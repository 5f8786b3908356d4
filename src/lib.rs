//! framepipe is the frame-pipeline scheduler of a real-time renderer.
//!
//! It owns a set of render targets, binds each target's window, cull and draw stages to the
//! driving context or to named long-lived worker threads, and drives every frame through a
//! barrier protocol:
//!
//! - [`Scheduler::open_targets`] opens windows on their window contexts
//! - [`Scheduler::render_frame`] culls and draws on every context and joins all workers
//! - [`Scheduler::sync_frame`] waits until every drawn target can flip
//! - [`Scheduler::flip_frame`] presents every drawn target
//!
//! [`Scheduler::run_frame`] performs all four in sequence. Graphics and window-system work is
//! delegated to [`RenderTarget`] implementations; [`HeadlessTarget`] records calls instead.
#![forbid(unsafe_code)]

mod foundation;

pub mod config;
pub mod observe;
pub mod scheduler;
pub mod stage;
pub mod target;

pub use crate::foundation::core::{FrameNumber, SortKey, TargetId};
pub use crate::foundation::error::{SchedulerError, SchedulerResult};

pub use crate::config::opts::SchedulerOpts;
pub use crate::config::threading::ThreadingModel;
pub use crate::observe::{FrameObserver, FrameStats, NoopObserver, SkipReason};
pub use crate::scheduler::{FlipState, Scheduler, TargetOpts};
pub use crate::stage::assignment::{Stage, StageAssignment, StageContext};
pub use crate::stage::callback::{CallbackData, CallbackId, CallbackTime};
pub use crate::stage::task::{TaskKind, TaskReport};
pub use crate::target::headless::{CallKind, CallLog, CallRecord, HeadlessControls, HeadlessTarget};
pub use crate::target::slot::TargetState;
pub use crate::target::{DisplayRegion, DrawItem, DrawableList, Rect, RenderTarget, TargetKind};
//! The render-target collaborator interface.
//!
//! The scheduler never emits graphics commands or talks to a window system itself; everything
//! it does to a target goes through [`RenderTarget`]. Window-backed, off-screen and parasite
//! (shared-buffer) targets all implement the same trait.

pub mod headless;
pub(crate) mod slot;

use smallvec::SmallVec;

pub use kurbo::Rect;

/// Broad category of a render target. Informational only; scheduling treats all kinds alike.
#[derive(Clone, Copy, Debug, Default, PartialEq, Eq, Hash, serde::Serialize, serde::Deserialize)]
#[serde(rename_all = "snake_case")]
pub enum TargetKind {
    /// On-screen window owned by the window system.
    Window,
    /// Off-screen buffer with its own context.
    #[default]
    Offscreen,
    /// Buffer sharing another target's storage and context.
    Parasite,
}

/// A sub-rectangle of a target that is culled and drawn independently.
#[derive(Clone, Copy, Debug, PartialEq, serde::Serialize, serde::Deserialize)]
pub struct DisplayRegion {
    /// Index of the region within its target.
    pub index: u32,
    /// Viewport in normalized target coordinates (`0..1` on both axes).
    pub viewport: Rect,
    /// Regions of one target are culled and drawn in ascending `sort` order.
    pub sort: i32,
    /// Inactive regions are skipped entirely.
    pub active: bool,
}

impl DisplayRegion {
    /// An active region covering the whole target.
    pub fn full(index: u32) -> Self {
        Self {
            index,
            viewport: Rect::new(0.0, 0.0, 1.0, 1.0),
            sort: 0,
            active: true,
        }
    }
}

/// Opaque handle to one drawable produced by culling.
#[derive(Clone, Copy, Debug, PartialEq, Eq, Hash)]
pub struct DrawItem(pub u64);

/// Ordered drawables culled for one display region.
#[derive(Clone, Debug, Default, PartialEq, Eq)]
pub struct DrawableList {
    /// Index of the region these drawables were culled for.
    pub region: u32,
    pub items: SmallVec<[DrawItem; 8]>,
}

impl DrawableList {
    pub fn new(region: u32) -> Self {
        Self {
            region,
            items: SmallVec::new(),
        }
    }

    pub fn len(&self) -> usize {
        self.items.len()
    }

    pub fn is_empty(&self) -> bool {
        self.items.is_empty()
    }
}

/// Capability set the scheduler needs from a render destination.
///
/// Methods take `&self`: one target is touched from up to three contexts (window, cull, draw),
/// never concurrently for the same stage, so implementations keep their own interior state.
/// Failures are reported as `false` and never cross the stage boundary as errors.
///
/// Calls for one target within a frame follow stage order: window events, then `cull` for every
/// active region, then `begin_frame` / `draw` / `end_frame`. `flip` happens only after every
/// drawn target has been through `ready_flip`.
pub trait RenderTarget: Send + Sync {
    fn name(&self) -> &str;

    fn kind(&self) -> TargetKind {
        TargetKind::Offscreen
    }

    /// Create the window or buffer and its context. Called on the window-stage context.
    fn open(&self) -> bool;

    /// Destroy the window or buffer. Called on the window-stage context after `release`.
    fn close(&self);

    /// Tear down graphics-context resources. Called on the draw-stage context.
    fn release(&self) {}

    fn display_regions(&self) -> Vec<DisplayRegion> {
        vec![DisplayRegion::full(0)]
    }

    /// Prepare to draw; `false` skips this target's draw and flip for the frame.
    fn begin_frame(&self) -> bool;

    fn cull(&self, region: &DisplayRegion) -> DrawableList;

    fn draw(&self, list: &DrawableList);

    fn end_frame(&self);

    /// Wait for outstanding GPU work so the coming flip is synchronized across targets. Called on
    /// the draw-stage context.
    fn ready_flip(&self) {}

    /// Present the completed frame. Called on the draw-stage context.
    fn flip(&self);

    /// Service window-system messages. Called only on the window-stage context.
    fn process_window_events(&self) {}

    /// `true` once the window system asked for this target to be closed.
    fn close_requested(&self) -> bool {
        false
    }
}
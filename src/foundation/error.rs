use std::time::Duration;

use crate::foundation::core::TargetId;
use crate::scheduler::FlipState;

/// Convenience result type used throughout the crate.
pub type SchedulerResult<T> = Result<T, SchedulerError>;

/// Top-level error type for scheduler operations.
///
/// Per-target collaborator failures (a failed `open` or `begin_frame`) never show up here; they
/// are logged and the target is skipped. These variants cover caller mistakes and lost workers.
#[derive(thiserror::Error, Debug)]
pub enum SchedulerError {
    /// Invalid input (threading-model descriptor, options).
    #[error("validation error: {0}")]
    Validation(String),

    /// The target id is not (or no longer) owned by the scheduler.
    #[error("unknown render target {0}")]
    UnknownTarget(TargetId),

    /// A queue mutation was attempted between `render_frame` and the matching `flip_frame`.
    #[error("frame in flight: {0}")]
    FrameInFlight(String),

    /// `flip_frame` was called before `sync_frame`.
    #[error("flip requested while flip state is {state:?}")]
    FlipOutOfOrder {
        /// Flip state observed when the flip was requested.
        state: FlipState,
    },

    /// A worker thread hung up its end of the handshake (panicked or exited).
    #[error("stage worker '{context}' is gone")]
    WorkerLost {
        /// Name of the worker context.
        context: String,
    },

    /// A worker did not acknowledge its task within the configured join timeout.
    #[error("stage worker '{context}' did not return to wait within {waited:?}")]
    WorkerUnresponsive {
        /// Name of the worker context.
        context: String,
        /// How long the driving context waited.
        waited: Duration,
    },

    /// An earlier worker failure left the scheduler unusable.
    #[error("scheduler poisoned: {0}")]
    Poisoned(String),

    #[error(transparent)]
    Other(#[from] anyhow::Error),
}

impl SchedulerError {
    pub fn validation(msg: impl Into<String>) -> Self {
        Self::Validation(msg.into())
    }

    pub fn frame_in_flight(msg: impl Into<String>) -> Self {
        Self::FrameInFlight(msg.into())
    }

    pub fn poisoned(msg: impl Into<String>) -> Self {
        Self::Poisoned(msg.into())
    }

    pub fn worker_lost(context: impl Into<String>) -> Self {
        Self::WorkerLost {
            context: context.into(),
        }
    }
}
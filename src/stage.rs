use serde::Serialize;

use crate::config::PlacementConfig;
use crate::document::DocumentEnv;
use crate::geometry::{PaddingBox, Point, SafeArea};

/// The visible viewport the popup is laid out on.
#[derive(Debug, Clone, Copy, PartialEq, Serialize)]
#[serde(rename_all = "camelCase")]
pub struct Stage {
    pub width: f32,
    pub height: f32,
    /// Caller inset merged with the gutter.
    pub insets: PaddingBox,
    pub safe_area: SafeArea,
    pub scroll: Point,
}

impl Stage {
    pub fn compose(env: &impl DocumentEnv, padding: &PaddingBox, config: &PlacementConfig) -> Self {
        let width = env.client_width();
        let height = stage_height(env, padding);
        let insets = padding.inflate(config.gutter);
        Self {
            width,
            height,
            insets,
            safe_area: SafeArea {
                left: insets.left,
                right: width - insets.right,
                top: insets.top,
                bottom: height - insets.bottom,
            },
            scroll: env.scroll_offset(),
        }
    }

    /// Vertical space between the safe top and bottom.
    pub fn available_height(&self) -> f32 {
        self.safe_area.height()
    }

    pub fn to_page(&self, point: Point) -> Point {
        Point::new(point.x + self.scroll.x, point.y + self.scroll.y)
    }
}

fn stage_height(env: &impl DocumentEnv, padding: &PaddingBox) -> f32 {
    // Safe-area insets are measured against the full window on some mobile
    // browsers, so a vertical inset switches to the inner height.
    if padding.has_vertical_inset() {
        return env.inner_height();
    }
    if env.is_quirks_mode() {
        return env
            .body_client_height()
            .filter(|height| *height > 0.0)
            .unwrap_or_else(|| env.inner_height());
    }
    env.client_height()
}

+---+

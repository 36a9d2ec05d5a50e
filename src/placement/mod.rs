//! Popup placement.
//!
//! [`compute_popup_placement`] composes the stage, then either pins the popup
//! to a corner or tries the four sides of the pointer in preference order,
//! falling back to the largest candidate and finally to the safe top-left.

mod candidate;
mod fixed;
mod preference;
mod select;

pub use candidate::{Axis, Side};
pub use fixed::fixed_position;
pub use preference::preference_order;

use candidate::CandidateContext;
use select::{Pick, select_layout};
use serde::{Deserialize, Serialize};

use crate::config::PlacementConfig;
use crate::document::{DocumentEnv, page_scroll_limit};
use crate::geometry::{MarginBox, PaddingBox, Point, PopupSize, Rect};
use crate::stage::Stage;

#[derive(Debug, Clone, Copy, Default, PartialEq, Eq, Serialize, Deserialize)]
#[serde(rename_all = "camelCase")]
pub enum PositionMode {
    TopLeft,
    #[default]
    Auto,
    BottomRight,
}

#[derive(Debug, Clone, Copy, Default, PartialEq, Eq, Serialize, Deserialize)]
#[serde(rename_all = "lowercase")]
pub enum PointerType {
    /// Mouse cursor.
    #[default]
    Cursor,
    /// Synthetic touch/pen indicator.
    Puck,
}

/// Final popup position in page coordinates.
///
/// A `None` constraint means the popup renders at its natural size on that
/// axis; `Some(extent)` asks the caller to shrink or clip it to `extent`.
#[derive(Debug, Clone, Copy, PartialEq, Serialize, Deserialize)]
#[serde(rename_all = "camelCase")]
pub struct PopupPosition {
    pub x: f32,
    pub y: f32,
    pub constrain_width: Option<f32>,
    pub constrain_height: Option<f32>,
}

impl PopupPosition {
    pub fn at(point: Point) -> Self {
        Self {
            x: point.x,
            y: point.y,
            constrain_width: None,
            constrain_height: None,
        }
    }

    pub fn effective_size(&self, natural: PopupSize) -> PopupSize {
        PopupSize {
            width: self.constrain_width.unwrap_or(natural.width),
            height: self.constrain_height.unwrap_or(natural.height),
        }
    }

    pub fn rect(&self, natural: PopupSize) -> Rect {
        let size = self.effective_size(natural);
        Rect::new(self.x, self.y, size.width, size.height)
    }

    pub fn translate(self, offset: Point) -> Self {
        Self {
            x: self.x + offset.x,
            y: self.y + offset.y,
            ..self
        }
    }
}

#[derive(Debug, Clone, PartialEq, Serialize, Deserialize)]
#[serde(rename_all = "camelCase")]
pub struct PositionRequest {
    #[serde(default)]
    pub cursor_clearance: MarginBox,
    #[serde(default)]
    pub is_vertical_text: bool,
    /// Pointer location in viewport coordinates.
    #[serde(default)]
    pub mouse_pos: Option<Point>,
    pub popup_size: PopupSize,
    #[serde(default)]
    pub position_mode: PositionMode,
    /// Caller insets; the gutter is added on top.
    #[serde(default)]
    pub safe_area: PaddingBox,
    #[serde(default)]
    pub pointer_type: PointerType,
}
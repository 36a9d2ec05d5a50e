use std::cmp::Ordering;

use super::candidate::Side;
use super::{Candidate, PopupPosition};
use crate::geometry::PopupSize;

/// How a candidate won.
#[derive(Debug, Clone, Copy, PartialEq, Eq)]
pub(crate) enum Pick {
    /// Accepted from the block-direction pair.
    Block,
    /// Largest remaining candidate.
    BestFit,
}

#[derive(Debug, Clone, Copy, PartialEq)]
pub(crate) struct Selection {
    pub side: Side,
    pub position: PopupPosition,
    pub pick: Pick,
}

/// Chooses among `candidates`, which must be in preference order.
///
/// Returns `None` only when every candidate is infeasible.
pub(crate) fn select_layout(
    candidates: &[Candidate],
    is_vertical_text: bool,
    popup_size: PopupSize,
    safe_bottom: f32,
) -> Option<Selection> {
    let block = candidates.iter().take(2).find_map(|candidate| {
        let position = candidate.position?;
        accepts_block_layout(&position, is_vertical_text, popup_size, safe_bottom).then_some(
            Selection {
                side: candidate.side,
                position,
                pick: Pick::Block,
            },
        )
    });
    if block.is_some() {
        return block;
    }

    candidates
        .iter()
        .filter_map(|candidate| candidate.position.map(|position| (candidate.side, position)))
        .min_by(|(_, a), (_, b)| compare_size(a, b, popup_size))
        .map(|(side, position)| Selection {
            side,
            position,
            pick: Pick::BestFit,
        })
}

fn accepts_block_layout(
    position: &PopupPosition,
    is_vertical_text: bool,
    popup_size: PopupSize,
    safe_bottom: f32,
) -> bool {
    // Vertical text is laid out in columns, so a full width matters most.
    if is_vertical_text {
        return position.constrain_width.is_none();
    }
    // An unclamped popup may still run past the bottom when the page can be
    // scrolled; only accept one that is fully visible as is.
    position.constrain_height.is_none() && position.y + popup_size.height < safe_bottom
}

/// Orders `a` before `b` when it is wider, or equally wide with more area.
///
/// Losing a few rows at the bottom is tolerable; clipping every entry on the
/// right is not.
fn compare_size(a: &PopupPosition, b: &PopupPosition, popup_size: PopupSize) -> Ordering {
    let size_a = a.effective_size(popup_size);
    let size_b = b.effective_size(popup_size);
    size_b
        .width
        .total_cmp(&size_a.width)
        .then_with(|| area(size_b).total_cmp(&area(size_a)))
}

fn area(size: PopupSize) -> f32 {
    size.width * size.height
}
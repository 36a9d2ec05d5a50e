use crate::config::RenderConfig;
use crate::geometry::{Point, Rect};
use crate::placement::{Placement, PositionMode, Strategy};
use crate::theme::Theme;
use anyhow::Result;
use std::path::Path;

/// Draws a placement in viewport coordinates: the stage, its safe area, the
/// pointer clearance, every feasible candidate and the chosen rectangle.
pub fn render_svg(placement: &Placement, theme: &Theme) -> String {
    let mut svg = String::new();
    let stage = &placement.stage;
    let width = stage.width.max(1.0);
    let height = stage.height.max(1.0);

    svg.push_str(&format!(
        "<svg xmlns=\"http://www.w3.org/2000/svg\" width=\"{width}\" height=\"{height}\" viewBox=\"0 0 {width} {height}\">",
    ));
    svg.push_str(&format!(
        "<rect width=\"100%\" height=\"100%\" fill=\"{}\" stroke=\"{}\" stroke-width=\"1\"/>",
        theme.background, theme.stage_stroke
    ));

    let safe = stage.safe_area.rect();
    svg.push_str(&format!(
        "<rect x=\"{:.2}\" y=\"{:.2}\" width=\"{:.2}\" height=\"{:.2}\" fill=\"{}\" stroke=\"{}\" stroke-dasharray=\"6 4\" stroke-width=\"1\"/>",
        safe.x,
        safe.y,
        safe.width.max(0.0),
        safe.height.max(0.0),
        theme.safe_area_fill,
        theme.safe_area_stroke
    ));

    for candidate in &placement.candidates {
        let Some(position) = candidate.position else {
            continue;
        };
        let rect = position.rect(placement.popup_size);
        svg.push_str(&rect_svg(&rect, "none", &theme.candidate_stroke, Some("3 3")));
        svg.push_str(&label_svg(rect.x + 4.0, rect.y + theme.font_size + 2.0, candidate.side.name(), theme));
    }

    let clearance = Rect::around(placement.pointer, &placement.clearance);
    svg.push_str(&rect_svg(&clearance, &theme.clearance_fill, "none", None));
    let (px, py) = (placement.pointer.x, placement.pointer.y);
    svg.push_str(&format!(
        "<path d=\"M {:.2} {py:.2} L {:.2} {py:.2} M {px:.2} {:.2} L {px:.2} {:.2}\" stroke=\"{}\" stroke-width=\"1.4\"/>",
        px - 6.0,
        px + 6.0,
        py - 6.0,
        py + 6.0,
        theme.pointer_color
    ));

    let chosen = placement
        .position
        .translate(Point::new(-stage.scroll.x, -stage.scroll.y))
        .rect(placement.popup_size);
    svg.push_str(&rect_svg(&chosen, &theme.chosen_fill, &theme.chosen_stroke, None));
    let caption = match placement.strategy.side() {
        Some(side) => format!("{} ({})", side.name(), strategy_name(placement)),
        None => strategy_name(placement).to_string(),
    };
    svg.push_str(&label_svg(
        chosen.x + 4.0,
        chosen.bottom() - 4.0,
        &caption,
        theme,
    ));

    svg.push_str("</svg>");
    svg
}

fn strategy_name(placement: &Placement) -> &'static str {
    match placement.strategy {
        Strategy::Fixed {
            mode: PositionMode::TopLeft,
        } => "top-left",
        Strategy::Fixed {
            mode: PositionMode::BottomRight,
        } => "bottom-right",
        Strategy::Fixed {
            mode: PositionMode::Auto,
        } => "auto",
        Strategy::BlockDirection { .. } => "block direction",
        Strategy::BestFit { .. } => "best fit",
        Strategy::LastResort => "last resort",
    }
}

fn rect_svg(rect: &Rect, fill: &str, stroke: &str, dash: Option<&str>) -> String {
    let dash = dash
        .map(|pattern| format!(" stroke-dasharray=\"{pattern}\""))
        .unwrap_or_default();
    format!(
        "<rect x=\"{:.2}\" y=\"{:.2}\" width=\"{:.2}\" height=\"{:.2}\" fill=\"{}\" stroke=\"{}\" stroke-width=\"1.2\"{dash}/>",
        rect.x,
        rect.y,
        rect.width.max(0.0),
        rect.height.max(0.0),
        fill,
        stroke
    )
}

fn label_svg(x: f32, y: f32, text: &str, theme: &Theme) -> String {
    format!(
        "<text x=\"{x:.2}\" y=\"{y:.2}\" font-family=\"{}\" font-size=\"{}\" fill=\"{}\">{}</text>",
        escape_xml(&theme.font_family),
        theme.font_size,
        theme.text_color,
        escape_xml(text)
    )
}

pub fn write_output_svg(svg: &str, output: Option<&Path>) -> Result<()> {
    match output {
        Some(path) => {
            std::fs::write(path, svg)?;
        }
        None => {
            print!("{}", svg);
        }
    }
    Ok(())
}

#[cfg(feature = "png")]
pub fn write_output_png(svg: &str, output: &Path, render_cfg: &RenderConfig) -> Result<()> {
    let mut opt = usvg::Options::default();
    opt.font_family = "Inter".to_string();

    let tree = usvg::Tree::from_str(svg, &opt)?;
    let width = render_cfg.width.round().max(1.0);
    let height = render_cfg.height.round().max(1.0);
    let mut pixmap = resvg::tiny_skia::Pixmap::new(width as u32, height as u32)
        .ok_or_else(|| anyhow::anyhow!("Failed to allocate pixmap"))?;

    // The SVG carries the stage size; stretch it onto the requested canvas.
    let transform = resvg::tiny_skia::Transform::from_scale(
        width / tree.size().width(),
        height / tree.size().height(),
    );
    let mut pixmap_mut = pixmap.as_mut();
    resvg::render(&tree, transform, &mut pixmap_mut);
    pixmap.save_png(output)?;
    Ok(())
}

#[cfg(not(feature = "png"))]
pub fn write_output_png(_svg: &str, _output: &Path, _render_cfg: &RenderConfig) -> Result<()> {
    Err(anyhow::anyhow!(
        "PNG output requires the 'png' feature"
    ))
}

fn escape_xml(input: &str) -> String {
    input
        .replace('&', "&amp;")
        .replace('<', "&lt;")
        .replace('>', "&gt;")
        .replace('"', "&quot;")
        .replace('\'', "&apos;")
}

+---+

- Work request -
Search the material above for the word "resvg", and return each line that holds it.

- Task answer -
    let mut pixmap = resvg::tiny_skia::Pixmap::new(width as u32, height as u32)
    let transform = resvg::tiny_skia::Transform::from_scale(
    resvg::render(&tree, transform, &mut pixmap_mut);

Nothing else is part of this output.